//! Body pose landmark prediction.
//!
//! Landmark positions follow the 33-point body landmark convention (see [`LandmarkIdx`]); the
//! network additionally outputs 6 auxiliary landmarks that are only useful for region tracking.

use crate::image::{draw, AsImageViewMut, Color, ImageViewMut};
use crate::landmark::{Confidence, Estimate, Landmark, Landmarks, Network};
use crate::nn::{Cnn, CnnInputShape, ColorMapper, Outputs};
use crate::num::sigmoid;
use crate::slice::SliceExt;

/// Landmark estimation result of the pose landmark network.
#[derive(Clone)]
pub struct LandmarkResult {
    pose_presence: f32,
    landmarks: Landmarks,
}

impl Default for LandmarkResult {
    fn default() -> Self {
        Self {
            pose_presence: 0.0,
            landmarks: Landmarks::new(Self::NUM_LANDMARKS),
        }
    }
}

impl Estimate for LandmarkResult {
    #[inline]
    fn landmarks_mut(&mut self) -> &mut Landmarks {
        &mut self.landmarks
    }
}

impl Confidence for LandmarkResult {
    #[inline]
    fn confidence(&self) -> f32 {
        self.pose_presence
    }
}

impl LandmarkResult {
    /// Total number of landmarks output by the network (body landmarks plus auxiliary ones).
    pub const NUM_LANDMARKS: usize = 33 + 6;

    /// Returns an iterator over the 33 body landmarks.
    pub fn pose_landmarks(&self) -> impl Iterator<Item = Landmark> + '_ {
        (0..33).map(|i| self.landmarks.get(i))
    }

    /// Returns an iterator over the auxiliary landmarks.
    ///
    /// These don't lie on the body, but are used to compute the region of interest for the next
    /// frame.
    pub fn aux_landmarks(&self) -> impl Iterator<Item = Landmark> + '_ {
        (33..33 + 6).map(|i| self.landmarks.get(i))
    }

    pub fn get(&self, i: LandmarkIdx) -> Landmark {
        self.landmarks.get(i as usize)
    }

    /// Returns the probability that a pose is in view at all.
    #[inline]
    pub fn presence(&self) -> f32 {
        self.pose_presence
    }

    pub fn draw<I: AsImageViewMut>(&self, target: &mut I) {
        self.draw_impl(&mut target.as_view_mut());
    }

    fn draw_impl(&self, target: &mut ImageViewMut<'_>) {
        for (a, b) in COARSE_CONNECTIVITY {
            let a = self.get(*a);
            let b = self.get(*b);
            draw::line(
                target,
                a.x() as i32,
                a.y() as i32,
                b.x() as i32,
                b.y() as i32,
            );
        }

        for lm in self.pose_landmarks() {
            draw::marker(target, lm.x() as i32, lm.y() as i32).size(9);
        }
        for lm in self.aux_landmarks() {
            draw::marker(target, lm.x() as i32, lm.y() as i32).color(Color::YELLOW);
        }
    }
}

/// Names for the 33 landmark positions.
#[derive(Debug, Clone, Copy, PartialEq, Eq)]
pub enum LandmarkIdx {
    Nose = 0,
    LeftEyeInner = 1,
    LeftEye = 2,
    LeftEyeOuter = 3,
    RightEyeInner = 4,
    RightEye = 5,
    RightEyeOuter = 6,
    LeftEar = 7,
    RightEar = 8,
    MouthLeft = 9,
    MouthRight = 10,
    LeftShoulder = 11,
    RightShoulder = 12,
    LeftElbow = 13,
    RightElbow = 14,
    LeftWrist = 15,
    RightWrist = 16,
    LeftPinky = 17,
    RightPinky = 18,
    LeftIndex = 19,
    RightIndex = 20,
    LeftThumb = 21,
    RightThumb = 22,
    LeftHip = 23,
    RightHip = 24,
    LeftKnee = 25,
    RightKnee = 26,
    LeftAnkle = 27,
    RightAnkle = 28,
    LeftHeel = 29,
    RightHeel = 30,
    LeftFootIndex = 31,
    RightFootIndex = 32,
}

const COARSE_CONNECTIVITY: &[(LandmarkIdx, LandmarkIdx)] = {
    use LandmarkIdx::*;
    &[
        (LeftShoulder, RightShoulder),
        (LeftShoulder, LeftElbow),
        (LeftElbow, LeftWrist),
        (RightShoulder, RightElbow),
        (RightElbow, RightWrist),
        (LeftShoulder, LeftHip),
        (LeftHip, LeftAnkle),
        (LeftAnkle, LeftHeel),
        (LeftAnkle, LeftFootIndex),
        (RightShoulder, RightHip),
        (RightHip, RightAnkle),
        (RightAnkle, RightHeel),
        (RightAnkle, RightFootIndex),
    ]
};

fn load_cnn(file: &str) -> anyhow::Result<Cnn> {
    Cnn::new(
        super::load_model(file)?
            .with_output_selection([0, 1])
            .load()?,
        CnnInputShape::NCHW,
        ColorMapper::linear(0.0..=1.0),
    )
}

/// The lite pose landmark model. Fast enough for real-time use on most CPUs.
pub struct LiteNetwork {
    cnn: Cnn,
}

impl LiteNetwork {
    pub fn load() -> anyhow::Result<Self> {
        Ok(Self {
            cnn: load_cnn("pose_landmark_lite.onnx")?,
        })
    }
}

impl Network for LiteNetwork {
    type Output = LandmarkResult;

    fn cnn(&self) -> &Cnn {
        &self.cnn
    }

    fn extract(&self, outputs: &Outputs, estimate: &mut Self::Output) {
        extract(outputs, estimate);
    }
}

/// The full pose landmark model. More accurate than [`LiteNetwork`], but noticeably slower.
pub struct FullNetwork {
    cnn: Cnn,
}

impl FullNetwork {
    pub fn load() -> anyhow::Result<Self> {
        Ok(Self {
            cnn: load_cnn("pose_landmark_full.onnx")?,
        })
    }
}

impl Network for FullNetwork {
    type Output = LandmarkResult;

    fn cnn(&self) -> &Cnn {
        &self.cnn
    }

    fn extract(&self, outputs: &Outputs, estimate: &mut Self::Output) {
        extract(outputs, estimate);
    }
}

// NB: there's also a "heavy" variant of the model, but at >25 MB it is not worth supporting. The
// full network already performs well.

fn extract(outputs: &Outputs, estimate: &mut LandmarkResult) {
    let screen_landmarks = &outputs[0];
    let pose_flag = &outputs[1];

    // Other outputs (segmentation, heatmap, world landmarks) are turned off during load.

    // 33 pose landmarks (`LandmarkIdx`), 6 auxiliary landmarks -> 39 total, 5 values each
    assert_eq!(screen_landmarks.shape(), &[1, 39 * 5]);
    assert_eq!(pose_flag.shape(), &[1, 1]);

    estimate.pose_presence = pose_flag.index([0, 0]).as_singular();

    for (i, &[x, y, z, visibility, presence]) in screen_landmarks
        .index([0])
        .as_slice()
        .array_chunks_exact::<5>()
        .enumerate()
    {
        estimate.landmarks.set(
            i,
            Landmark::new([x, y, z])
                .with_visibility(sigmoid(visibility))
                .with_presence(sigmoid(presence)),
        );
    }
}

■ ■ ■

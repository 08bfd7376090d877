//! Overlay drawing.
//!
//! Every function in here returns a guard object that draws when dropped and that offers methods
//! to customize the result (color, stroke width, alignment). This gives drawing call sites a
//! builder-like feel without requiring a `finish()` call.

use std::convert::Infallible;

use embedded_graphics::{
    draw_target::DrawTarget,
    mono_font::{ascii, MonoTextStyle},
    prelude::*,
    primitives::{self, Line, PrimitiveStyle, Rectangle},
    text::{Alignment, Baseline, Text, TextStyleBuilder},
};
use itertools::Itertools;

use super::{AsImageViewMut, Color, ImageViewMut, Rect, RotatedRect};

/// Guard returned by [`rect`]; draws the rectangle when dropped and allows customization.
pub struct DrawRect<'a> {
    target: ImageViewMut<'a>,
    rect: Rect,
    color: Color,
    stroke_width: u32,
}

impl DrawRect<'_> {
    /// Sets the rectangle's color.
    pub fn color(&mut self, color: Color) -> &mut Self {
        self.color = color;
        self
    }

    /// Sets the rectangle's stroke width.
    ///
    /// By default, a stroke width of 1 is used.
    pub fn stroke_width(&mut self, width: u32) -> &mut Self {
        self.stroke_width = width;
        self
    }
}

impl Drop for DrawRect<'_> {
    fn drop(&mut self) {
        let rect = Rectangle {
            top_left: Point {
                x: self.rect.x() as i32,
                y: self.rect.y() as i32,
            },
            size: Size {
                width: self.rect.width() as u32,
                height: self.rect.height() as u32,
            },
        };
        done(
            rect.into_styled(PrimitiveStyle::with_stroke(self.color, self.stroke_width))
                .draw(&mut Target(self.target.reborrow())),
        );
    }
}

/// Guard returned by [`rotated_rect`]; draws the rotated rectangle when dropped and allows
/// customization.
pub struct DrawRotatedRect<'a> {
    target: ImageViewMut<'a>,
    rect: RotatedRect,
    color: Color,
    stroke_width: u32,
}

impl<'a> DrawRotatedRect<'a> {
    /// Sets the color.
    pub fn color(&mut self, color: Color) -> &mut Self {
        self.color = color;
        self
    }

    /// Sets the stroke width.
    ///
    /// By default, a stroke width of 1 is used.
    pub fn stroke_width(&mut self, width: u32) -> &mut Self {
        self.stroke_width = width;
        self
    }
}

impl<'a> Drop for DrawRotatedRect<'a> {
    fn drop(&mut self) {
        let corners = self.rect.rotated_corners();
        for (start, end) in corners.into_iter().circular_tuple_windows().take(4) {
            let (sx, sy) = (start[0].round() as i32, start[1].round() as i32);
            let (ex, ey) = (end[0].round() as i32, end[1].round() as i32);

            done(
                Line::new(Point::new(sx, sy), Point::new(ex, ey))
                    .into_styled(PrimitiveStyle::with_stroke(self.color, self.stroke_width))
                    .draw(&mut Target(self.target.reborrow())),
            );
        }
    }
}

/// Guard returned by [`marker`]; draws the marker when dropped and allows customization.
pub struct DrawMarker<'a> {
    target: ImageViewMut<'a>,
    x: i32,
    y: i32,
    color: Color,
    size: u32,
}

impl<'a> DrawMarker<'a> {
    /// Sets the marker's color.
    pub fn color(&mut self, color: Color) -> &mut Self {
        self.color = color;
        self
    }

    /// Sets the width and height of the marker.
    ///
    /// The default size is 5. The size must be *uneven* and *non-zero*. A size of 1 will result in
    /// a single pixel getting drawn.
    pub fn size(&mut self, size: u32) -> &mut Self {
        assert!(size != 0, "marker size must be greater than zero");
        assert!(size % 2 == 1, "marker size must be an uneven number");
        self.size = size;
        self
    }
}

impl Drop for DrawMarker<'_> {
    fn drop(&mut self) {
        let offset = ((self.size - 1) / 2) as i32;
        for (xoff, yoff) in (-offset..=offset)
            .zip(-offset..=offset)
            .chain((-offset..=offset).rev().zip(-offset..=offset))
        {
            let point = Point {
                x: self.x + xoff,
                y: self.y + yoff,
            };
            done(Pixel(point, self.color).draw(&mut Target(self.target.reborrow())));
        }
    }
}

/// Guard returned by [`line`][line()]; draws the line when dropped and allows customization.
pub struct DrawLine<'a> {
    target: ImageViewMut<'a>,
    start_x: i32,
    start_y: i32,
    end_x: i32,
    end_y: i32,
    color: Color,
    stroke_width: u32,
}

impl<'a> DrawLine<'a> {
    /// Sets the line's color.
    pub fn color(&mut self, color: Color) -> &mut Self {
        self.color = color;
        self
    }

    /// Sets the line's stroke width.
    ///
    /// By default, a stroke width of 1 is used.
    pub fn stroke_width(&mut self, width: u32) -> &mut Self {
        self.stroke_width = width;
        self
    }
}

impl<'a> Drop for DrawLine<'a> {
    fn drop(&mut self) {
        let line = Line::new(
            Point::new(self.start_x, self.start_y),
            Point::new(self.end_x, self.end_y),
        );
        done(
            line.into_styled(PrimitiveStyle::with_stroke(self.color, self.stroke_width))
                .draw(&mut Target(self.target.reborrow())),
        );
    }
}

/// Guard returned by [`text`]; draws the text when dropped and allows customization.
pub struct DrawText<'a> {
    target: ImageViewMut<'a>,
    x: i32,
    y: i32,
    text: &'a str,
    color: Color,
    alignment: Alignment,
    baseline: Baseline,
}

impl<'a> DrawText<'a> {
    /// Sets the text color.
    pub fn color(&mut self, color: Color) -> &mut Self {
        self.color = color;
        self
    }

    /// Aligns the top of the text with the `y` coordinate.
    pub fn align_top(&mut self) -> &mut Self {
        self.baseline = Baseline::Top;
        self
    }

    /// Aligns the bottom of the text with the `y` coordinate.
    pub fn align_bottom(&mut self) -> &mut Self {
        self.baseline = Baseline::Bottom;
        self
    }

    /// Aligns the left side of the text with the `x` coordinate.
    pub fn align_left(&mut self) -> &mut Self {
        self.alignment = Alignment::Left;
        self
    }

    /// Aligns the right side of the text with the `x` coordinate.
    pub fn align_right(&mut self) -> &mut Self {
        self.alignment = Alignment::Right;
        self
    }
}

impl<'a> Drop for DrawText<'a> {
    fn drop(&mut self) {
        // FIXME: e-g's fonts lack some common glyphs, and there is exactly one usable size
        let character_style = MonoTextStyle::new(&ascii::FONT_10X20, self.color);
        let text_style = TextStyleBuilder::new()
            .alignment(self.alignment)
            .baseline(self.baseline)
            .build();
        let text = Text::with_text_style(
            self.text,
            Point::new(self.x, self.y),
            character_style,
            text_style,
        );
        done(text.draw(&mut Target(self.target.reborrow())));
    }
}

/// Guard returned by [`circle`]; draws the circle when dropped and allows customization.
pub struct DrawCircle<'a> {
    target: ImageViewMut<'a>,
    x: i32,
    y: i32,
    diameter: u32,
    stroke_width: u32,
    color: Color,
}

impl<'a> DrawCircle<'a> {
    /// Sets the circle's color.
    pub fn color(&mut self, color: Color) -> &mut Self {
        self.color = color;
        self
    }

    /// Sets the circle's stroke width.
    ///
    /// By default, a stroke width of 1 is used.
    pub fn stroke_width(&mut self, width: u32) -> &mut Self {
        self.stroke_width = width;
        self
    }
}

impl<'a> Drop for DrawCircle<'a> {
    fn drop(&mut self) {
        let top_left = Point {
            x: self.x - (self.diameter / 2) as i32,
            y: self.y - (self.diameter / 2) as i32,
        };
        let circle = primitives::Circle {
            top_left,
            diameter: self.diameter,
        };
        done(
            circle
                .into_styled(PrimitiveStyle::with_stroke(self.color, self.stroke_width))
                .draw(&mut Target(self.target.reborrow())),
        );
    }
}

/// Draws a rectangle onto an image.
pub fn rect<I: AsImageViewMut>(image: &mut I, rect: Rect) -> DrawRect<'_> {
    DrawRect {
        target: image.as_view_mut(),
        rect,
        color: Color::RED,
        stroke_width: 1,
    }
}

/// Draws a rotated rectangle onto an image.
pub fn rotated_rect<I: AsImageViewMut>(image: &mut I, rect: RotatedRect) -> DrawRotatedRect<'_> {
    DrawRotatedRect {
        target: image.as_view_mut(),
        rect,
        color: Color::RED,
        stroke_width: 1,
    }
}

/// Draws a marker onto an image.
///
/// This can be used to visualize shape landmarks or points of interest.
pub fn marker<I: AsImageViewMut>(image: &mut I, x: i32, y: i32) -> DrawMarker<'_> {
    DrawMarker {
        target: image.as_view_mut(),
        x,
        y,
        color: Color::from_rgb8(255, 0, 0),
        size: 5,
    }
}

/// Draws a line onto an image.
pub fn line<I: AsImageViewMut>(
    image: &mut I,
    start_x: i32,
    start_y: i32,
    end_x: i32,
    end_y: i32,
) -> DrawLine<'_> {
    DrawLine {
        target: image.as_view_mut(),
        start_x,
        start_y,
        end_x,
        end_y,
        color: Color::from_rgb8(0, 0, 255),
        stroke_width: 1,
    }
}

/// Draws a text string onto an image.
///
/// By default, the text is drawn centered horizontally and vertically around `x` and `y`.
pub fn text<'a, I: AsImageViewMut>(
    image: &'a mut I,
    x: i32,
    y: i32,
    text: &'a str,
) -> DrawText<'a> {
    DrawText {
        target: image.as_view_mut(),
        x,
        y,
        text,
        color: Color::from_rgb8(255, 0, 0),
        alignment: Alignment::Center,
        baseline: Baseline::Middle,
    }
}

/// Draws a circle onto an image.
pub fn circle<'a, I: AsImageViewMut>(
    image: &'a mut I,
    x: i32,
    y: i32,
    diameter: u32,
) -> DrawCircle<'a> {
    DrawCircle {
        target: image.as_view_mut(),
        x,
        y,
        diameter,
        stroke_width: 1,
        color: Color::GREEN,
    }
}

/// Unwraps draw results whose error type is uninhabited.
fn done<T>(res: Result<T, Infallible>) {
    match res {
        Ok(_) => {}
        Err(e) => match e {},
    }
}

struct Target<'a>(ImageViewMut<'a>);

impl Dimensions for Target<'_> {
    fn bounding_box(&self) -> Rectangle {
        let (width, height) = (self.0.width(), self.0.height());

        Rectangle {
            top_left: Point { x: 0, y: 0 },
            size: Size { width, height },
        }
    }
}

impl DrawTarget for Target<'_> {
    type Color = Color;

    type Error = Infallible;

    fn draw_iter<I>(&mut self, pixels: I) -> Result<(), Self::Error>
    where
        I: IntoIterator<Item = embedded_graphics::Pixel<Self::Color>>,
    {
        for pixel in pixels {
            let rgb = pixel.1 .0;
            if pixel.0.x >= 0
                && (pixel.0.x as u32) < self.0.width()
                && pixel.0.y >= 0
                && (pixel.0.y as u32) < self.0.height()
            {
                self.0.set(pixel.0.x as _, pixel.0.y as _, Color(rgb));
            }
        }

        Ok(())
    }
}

■ ■ ■

From the entries above, extract only the lines running from the one containing "fn landmarks_mut(&mut self)" through the one containing "pub const NUM_LANDMARKS: usize = 33 + 6;", inclusive.

    fn landmarks_mut(&mut self) -> &mut Landmarks {
        &mut self.landmarks
    }
}

impl Confidence for LandmarkResult {
    #[inline]
    fn confidence(&self) -> f32 {
        self.pose_presence
    }
}

impl LandmarkResult {
    /// Total number of landmarks output by the network (body landmarks plus auxiliary ones).
    pub const NUM_LANDMARKS: usize = 33 + 6;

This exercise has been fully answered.